# TASK ITEM
The word "ordered" turns up on some lines of this data; say how many, and give no other text.

# RECORDS SUPPLIED
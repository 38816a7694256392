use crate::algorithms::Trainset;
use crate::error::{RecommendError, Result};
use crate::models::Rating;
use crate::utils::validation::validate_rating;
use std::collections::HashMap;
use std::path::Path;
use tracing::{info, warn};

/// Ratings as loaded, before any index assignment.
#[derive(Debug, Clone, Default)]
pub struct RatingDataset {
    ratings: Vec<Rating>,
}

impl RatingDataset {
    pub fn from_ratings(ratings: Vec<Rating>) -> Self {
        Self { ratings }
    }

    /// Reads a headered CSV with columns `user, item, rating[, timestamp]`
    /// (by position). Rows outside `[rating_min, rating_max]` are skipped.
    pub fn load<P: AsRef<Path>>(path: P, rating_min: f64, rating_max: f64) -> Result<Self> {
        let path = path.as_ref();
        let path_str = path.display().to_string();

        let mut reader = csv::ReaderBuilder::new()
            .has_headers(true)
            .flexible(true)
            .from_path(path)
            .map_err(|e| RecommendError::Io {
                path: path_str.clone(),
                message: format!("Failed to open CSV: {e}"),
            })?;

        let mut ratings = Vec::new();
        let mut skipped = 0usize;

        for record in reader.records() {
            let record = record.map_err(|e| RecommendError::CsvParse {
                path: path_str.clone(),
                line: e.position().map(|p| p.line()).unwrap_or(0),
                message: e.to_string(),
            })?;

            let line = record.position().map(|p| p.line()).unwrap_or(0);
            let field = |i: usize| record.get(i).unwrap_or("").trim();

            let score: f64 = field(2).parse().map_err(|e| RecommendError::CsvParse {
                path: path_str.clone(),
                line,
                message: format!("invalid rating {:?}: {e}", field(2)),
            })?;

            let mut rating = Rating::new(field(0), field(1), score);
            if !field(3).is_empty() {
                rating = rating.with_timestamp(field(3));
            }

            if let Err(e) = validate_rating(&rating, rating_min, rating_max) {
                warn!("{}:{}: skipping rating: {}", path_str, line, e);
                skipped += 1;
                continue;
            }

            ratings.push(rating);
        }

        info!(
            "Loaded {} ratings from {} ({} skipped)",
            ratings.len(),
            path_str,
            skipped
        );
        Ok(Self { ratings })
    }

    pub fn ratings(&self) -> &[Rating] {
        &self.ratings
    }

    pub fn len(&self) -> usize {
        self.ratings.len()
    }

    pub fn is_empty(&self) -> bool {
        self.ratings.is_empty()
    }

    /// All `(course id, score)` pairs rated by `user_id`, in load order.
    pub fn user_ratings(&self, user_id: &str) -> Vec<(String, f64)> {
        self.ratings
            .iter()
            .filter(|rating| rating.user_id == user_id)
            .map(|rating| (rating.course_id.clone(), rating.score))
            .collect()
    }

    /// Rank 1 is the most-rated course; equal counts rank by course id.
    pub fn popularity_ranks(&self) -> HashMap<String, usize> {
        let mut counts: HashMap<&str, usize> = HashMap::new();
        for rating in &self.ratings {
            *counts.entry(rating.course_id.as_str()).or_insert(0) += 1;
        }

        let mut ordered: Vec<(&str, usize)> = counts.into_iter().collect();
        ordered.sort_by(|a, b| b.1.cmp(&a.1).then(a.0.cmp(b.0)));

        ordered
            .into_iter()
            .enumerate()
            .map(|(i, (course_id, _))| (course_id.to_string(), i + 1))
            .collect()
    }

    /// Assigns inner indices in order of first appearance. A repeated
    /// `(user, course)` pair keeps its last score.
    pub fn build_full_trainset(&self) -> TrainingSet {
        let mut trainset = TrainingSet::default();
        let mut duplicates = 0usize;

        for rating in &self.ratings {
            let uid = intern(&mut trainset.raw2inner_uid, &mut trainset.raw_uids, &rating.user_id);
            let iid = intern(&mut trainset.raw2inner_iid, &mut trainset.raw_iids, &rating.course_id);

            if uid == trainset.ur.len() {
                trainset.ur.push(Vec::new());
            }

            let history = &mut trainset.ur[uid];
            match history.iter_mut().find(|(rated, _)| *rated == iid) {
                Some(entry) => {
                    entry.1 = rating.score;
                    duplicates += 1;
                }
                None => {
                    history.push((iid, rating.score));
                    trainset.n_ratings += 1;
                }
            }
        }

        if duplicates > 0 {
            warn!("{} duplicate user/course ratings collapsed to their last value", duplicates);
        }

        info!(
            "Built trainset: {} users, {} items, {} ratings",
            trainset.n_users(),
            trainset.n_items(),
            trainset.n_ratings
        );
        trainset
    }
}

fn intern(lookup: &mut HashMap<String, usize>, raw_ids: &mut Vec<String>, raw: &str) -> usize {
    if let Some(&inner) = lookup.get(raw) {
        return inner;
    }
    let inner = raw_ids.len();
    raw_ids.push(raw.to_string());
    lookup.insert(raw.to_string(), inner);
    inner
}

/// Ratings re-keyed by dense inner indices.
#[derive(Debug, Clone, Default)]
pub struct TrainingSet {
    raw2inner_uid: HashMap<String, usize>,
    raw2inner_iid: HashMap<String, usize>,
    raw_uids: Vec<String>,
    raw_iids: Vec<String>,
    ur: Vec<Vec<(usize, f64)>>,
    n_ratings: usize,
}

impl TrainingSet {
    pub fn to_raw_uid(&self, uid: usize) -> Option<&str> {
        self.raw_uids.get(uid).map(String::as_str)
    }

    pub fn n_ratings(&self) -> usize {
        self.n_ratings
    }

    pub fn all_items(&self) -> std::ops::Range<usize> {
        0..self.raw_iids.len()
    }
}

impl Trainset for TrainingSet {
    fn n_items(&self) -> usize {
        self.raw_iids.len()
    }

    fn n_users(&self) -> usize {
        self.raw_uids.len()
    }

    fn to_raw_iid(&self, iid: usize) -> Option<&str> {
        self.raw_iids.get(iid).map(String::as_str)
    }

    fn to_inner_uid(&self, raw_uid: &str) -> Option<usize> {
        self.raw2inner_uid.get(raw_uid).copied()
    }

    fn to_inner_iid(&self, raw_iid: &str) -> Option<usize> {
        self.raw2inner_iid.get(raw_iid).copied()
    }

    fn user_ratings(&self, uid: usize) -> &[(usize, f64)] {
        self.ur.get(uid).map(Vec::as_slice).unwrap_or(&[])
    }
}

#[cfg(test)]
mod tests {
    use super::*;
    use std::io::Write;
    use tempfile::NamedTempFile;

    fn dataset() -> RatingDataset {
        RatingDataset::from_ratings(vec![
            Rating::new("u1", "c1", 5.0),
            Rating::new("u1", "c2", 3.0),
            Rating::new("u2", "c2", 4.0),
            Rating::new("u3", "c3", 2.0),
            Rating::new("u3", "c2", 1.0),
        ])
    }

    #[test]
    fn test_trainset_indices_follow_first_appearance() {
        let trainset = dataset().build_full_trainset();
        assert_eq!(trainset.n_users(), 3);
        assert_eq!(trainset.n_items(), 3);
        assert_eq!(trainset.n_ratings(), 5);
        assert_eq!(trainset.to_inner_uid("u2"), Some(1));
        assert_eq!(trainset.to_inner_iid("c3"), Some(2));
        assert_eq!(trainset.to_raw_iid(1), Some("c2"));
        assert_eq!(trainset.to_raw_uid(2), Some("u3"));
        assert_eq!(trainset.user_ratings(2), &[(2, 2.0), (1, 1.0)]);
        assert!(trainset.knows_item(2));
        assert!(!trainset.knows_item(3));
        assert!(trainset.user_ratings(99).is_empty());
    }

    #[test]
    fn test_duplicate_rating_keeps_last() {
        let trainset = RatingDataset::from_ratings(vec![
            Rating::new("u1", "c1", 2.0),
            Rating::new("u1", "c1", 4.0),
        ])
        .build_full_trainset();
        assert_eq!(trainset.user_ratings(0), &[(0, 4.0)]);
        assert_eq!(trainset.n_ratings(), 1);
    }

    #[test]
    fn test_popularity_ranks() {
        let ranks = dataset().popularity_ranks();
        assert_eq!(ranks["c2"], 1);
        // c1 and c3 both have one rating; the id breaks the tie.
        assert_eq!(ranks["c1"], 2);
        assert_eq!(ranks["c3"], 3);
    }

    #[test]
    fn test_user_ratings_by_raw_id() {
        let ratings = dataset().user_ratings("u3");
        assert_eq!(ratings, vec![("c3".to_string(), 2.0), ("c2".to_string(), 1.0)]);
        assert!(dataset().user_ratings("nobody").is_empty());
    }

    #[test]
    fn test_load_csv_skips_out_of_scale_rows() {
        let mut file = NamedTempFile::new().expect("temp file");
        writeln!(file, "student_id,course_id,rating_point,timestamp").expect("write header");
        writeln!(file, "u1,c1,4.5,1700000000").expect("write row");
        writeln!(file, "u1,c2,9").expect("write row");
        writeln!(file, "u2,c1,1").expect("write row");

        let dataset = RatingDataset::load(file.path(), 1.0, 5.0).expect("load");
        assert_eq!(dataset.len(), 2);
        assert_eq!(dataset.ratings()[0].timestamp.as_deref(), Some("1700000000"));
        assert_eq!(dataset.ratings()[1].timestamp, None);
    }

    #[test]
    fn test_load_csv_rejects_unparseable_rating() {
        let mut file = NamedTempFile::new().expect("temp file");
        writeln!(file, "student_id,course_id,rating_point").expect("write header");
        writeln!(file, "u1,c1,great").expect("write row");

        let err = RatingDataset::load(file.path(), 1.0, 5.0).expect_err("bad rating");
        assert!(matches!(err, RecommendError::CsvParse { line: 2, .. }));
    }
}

---

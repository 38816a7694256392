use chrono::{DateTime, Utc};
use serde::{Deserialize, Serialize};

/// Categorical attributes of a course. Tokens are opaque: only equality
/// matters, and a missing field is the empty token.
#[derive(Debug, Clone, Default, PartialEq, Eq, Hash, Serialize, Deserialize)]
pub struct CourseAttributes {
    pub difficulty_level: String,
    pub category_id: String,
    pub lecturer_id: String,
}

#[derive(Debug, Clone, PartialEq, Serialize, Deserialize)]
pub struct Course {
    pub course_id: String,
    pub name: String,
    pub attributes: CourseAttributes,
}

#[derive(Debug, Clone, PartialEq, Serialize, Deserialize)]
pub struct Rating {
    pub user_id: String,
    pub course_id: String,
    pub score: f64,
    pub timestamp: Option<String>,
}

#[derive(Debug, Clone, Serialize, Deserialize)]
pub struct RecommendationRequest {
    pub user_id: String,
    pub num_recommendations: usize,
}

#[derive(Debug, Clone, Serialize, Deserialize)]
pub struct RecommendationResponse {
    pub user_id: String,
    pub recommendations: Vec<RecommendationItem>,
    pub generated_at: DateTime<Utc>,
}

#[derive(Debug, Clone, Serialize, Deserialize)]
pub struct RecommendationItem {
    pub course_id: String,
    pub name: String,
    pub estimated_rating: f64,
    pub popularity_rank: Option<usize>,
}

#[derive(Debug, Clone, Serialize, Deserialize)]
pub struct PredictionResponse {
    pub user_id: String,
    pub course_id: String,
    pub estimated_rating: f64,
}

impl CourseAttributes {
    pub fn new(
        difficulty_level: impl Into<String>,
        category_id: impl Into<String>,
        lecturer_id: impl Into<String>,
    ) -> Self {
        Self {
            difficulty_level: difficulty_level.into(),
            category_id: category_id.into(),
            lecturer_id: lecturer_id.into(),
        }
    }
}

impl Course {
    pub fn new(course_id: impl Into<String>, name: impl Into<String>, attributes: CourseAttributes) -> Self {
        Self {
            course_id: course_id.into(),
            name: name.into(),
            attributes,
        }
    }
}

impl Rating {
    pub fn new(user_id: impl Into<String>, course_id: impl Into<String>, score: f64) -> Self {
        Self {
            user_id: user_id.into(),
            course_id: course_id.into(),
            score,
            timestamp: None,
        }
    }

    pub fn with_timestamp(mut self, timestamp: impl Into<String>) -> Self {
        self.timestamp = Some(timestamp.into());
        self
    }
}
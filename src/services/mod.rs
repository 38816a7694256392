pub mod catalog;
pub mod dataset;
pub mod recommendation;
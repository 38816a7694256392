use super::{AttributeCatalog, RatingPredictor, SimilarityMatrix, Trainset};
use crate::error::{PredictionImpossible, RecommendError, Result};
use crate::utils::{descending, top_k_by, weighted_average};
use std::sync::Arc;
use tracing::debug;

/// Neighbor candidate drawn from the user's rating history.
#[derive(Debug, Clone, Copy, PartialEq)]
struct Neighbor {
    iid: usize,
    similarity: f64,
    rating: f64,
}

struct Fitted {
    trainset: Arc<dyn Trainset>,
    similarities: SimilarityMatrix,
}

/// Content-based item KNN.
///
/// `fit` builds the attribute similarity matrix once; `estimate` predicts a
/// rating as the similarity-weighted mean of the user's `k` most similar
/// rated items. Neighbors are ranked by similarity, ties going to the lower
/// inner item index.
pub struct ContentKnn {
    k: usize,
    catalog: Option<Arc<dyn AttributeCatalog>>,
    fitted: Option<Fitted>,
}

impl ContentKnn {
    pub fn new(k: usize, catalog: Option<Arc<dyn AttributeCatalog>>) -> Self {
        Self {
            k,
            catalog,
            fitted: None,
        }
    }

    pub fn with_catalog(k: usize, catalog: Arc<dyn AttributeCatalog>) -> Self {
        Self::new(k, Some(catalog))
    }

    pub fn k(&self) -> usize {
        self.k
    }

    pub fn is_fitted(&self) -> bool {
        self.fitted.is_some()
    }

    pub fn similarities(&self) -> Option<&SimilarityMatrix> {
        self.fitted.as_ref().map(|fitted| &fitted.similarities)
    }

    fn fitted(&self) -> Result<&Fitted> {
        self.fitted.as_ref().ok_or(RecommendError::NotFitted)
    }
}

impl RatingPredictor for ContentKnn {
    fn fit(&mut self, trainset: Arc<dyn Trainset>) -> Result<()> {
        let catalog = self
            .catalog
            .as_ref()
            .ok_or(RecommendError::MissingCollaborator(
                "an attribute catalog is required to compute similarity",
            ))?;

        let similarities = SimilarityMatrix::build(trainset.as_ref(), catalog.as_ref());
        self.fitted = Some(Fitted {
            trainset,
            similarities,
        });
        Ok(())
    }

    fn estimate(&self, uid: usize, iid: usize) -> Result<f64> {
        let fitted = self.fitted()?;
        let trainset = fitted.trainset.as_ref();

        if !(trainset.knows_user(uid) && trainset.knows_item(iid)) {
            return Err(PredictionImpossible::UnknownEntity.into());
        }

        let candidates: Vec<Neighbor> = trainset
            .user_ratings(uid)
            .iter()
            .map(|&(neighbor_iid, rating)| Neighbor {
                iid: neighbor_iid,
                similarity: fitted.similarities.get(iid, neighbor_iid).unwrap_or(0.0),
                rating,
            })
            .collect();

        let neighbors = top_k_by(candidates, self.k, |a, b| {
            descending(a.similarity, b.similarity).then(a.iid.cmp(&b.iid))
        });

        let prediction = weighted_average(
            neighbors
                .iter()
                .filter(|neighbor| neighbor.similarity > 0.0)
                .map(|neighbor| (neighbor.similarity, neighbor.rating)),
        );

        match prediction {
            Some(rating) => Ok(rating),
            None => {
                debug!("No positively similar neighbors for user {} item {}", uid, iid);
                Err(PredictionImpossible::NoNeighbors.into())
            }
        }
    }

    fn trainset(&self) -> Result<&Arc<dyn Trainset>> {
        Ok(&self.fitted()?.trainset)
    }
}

# RESPONSE TO THE TASK
3